Tuesday 7 September 2010

Soon enough

Dear Friend,

I hope you are doing well. I hope you are getting all you need and all you want too.
I am sitting outside of my current house, in the backyard, and it's a little chilly. The rain Gods were at doing what they do best today and its wetness is dripping from the trees which border the yard. The drops on the washing lines seem frozen, sparkling from the light which I just put on.

It's been a dead day, if there was such a thing. Nothing seemed to happen, or happen right too for that matter. I missed an interview appointment because I FORGOT! That's no excuse, it's just pathetic. And I have nothing exciting happening which should've prevented me from remembering this detail.

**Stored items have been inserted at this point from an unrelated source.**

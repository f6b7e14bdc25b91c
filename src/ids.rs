//! Typed Identifiers

use std::{
    cmp::Ordering,
    fmt::{Debug, Display, Formatter, Result as FmtResult},
    hash::{Hash, Hasher},
    marker::PhantomData,
};

use serde::{Deserialize, Deserializer, Serialize, Serializer};

/// An integer identifier tagged with the entity it identifies.
///
/// Serializes as a bare number, so `TypedId<Product>` and `TypedId<Category>`
/// share a wire format but can't be mixed up in code.
pub struct TypedId<T>(u64, PhantomData<fn() -> T>);

impl<T> TypedId<T> {
    /// Wrap a raw identifier.
    #[must_use]
    pub const fn new(id: u64) -> Self {
        Self(id, PhantomData)
    }

    /// Return the raw identifier.
    #[must_use]
    pub const fn get(self) -> u64 {
        self.0
    }
}

impl<T> Clone for TypedId<T> {
    fn clone(&self) -> Self {
        *self
    }
}

impl<T> Copy for TypedId<T> {}

impl<T> Debug for TypedId<T> {
    fn fmt(&self, f: &mut Formatter<'_>) -> FmtResult {
        Debug::fmt(&self.0, f)
    }
}

impl<T> Display for TypedId<T> {
    fn fmt(&self, f: &mut Formatter<'_>) -> FmtResult {
        Display::fmt(&self.0, f)
    }
}

impl<T> PartialEq for TypedId<T> {
    fn eq(&self, other: &Self) -> bool {
        self.0 == other.0
    }
}

impl<T> Eq for TypedId<T> {}

impl<T> Hash for TypedId<T> {
    fn hash<H: Hasher>(&self, state: &mut H) {
        self.0.hash(state);
    }
}

impl<T> PartialOrd for TypedId<T> {
    fn partial_cmp(&self, other: &Self) -> Option<Ordering> {
        Some(self.cmp(other))
    }
}

impl<T> Ord for TypedId<T> {
    fn cmp(&self, other: &Self) -> Ordering {
        self.0.cmp(&other.0)
    }
}

impl<T> From<u64> for TypedId<T> {
    fn from(value: u64) -> Self {
        Self::new(value)
    }
}

impl<T> From<TypedId<T>> for u64 {
    fn from(value: TypedId<T>) -> Self {
        value.get()
    }
}

impl<T> Serialize for TypedId<T> {
    fn serialize<S: Serializer>(&self, serializer: S) -> Result<S::Ok, S::Error> {
        serializer.serialize_u64(self.0)
    }
}

impl<'de, T> Deserialize<'de> for TypedId<T> {
    fn deserialize<D: Deserializer<'de>>(deserializer: D) -> Result<Self, D::Error> {
        u64::deserialize(deserializer).map(Self::new)
    }
}

#[cfg(test)]
mod tests {
    use testresult::TestResult;

    use super::*;

    #[derive(Debug)]
    struct Widget;

    #[test]
    fn serializes_as_bare_number() -> TestResult {
        let id = TypedId::<Widget>::new(7);

        assert_eq!(serde_json::to_string(&id)?, "7");
        assert_eq!(serde_json::from_str::<TypedId<Widget>>("7")?, id);

        Ok(())
    }

    #[test]
    fn orders_by_raw_value() {
        let low = TypedId::<Widget>::new(1);
        let high = TypedId::<Widget>::new(2);

        assert!(low < high);
        assert_eq!(u64::from(high), 2);
    }
}
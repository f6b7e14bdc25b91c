//! Cart Storage

use std::{
    fmt,
    sync::{RwLock, RwLockReadGuard, RwLockWriteGuard},
};

use mockall::automock;
use rustc_hash::FxHashMap;
use serde::{Deserialize, Serialize};
use thiserror::Error;

use crate::cart::Cart;

/// Cart persistence errors.
#[derive(Debug, Error)]
pub enum StoreError {
    /// Storage could not be reached; retryable.
    #[error("cart store unavailable: {0}")]
    Unavailable(String),
}

/// Opaque key a cart is stored under (session id, user id, ...).
#[derive(Debug, Clone, PartialEq, Eq, Hash, PartialOrd, Ord, Serialize, Deserialize)]
#[serde(transparent)]
pub struct OwnerKey(String);

impl OwnerKey {
    /// Wrap a key.
    pub fn new(key: impl Into<String>) -> Self {
        Self(key.into())
    }

    /// The raw key.
    pub fn as_str(&self) -> &str {
        &self.0
    }
}

impl fmt::Display for OwnerKey {
    fn fmt(&self, f: &mut fmt::Formatter<'_>) -> fmt::Result {
        f.write_str(&self.0)
    }
}

impl From<&str> for OwnerKey {
    fn from(key: &str) -> Self {
        Self::new(key)
    }
}

/// Cart persistence. Writes are last-write-wins per owner.
#[automock]
pub trait CartStore: Send + Sync {
    /// Load the owner's cart; an owner with no cart gets an empty one.
    ///
    /// # Errors
    ///
    /// Returns [`StoreError::Unavailable`] if storage can't be read.
    fn load_cart(&self, owner: &OwnerKey) -> Result<Cart, StoreError>;

    /// Replace the owner's cart.
    ///
    /// # Errors
    ///
    /// Returns [`StoreError::Unavailable`] if storage can't be written.
    fn save_cart(&self, owner: &OwnerKey, cart: &Cart) -> Result<(), StoreError>;
}

/// Cart store backed by an in-process map.
#[derive(Debug, Default)]
pub struct InMemoryCartStore {
    carts: RwLock<FxHashMap<OwnerKey, Cart>>,
}

impl InMemoryCartStore {
    /// Create an empty store.
    #[must_use]
    pub fn new() -> Self {
        Self::default()
    }

    /// Owner keys with a stored cart, sorted.
    ///
    /// # Errors
    ///
    /// Returns [`StoreError::Unavailable`] if the lock was poisoned.
    pub fn owners(&self) -> Result<Vec<OwnerKey>, StoreError> {
        let mut owners: Vec<OwnerKey> = self.read()?.keys().cloned().collect();
        owners.sort();

        Ok(owners)
    }

    fn read(&self) -> Result<RwLockReadGuard<'_, FxHashMap<OwnerKey, Cart>>, StoreError> {
        self.carts
            .read()
            .map_err(|err| StoreError::Unavailable(err.to_string()))
    }

    fn write(&self) -> Result<RwLockWriteGuard<'_, FxHashMap<OwnerKey, Cart>>, StoreError> {
        self.carts
            .write()
            .map_err(|err| StoreError::Unavailable(err.to_string()))
    }
}

impl FromIterator<(OwnerKey, Cart)> for InMemoryCartStore {
    fn from_iter<I: IntoIterator<Item = (OwnerKey, Cart)>>(iter: I) -> Self {
        Self {
            carts: RwLock::new(iter.into_iter().collect()),
        }
    }
}

impl CartStore for InMemoryCartStore {
    fn load_cart(&self, owner: &OwnerKey) -> Result<Cart, StoreError> {
        Ok(self.read()?.get(owner).cloned().unwrap_or_default())
    }

    fn save_cart(&self, owner: &OwnerKey, cart: &Cart) -> Result<(), StoreError> {
        self.write()?.insert(owner.clone(), cart.clone());

        Ok(())
    }
}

The skies were greyish since morning. You know how much light affects my mood! That is one of the reasons I want to come back home, to India. The land of monsoon and the land of enjoying monsoon! Rain here is just depressing. It carries no romance the Indian monsoon does. The first rain, the smell of the quenched soil, the sudden greenery, the bhajias, the chai..... it has been romanticised enough by all. I need that. I need to feel Nature. We, in India, are so much in tune with the forces of nature. We are celebrate the arrival of each season, we depend on it for so many things. A poor rainfall means food shortage, an untimely one means no mangoes that year. Yellow-hot summers leave us begging for the rains and we wait, wait for the massive force of winds to unleash some upon us. Here, in UK, it's perpetual rain. The summers are short and celebrated only by rushing off to parks and beaches and wearing one layer of clothes. The winter comes soon enough and puts on two layers of cardigans and coats on you again. Then, you put on a heater in the house and live as if nothing has changed from the transition from summer to winter.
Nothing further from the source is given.